Subscribe to enjoy similar stories. If you are the CEO of a global multinational corporation or the chief investment officer of a large global pension fund or a sovereign wealth fund or an insurance company, or an asset manager with a high allocation to emerging markets, India should be the least of your concerns for now. Donald Trump has won and all the scenarios that your staff planned around his potential win will now start playing out in real time.

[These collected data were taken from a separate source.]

use super::{CodeFormatter, MethodSig, ReferenceSearch, SymbolResolver};
use crate::ast::{ExprKind, Literal, MethodId, NodeId, Tree, TypeRef, VarId};
use std::collections::{HashMap, HashSet, VecDeque};

/// In-memory class hierarchy and method table.
#[derive(Debug, Clone, Default)]
pub struct SemanticModel {
    supertypes: HashMap<String, Vec<String>>,
    methods: Vec<MethodSig>,
    ambiguous_sinks: HashSet<String>,
}

impl SemanticModel {
    pub fn new() -> Self {
        Self::default()
    }

    /// The slice of `java.lang` and `java.util` the engine reasons about.
    pub fn with_java_prelude() -> Self {
        let mut model = Self::new();
        model
            .add_class("Object", &[])
            .add_class("String", &["Object"])
            .add_class("Iterable", &["Object"])
            .add_class("Collection", &["Iterable"])
            .add_class("List", &["Collection"])
            .add_class("Set", &["Collection"])
            .add_class("ArrayList", &["List"])
            .add_class("LinkedList", &["List"])
            .add_class("HashSet", &["Set"])
            .add_class("TreeSet", &["Set"])
            .add_class("Throwable", &["Object"])
            .add_class("Exception", &["Throwable"])
            .add_class("Error", &["Throwable"])
            .add_class("RuntimeException", &["Exception"])
            .add_class("IllegalArgumentException", &["RuntimeException"])
            .add_class("IOException", &["Exception"]);
        model
    }

    pub fn add_class(&mut self, name: &str, supertypes: &[&str]) -> &mut Self {
        self.supertypes.insert(
            name.to_string(),
            supertypes.iter().map(|s| s.to_string()).collect(),
        );
        self
    }

    pub fn add_method(&mut self, sig: MethodSig) -> MethodId {
        let id = MethodId(self.methods.len() as u32);
        self.methods.push(sig);
        id
    }

    pub fn has_class(&self, name: &str) -> bool {
        self.supertypes.contains_key(name)
    }

    /// Calls to `method` accept several functional interfaces, so a terse
    /// function literal passed to them has no target type.
    pub fn mark_ambiguous_sink(&mut self, method: &str) -> &mut Self {
        self.ambiguous_sinks.insert(method.to_string());
        self
    }

    fn call_target(&self, tree: &Tree, call: NodeId) -> Option<MethodId> {
        match tree.expr(call)? {
            ExprKind::Call(call) => call.target,
            ExprKind::New(new) => new.target,
            _ => None,
        }
    }
}

impl SymbolResolver for SemanticModel {
    fn resolve_variable(&self, tree: &Tree, expr: NodeId) -> Option<VarId> {
        match tree.expr(tree.skip_parens(expr))? {
            ExprKind::Name(name) => name.var,
            ExprKind::Field(field) => field.var,
            _ => None,
        }
    }

    fn resolve_method(&self, tree: &Tree, call: NodeId) -> Option<MethodSig> {
        self.call_target(tree, call).and_then(|id| self.method(id))
    }

    fn method(&self, id: MethodId) -> Option<MethodSig> {
        self.methods.get(id.index()).cloned()
    }

    fn type_of(&self, tree: &Tree, expr: NodeId) -> Option<TypeRef> {
        match tree.expr(expr)? {
            ExprKind::Name(_) | ExprKind::Field(_) => self
                .resolve_variable(tree, expr)
                .map(|var| tree.var(var).ty.clone()),
            ExprKind::Literal(Literal::Str(_)) => Some(TypeRef::simple("String")),
            ExprKind::This => tree.context().enclosing_class.clone().map(TypeRef::simple),
            ExprKind::New(new) => Some(new.class.clone()),
            ExprKind::Call(_) => self.resolve_method(tree, expr)?.returns,
            ExprKind::Paren(inner) => self.type_of(tree, *inner),
            _ => None,
        }
    }

    fn is_subtype(&self, class: &str, ancestor: &str) -> bool {
        if !self.has_class(class) {
            return false;
        }
        let mut seen = HashSet::new();
        let mut queue = VecDeque::from([class]);
        while let Some(current) = queue.pop_front() {
            if current == ancestor {
                return true;
            }
            if !seen.insert(current) {
                continue;
            }
            if let Some(parents) = self.supertypes.get(current) {
                queue.extend(parents.iter().map(String::as_str));
            }
        }
        false
    }

    fn is_unchecked_exception(&self, class: &str) -> bool {
        self.is_subtype(class, "RuntimeException") || self.is_subtype(class, "Error")
    }

    fn is_lambda_target_inferable(&self, tree: &Tree, call: NodeId, _arg_index: usize) -> bool {
        match tree.expr(call).and_then(ExprKind::as_call) {
            Some(call) => !self.ambiguous_sinks.contains(&call.method),
            None => false,
        }
    }
}

impl ReferenceSearch for SemanticModel {
    fn references_in(&self, tree: &Tree, var: VarId, scope: NodeId) -> Vec<NodeId> {
        tree.descendants(scope)
            .into_iter()
            .filter(|id| match tree.expr(*id) {
                Some(ExprKind::Name(name)) => name.var == Some(var),
                Some(ExprKind::Field(field)) => field.var == Some(var),
                _ => false,
            })
            .collect()
    }
}

impl CodeFormatter for SemanticModel {}

#[cfg(test)]
mod tests {
    use super::*;
    use crate::ast::{ScopeContext, TreeBuilder, VarKind};
    use pretty_assertions::assert_eq;

    #[test]
    fn subtyping_is_transitive_and_closed_world() {
        let model = SemanticModel::with_java_prelude();
        assert!(model.is_subtype("ArrayList", "Collection"));
        assert!(model.is_subtype("List", "List"));
        assert!(!model.is_subtype("String", "Collection"));
        assert!(!model.is_subtype("Mystery", "Object"));
    }

    #[test]
    fn exception_kinds() {
        let model = SemanticModel::with_java_prelude();
        assert!(model.is_unchecked_exception("IllegalArgumentException"));
        assert!(model.is_unchecked_exception("Error"));
        assert!(!model.is_unchecked_exception("IOException"));
        assert!(!model.is_unchecked_exception("UnknownFailure"));
    }

    #[test]
    fn types_flow_from_declarations_and_signatures() {
        let mut model = SemanticModel::with_java_prelude();
        let size = model.add_method(
            MethodSig::new("List", "size", vec![]).returning(TypeRef::simple("int")),
        );
        let mut b = TreeBuilder::new(ScopeContext::instance("Owner"));
        let list = b.declare("items", TypeRef::generic("List", [TypeRef::simple("String")]), VarKind::Parameter);
        let items = b.name(list);
        let call = b.call(Some(items), "size", vec![], Some(size));
        let root = b.expr_stmt(call);
        let tree = b.finish(root);

        assert_eq!(model.type_of(&tree, items).map(|ty| ty.to_string()), Some("List<String>".to_string()));
        assert_eq!(model.type_of(&tree, call), Some(TypeRef::simple("int")));
        assert_eq!(model.references_in(&tree, list, root), vec![items]);
    }
}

Trump’s ‘America First’ and ‘Make America Great Again’ rhetoric and soon-to-be-policies will impact countries and corporations who have: a) a commodity in which the US has/wants dominance (oil & gas—Middle East, Brazil, Indonesia); b) high technology at scale (chips, AI, new energy—Taiwan, South Korea, China, EU); c) a large goods trade surplus with US (China, Mexico, Eastern EU, ASEAN); and d) dependence on US foreign policy (Russia/Ukraine, Israel/ME, Taiwan). The Indian state, the country’s economy and most domestic corporations do not fall under any of these categories and, hence, are unlikely to be directly impacted by Trump’s policies. Overseas investments into India, be it foreign direct investment (FDI) or foreign portfolio investment (FPI), need not be upended just because of Trump’s ‘America First’ policies.
Depending on the extent of the Trump rhetoric being converted into policy, it could have some serious macro shocks on economies, business models and, hence, on investment flows into countries listed above. India, from this standpoint, is clearly a relative net beneficiary. That is not to say that the India markets will be immune from the global gyrations.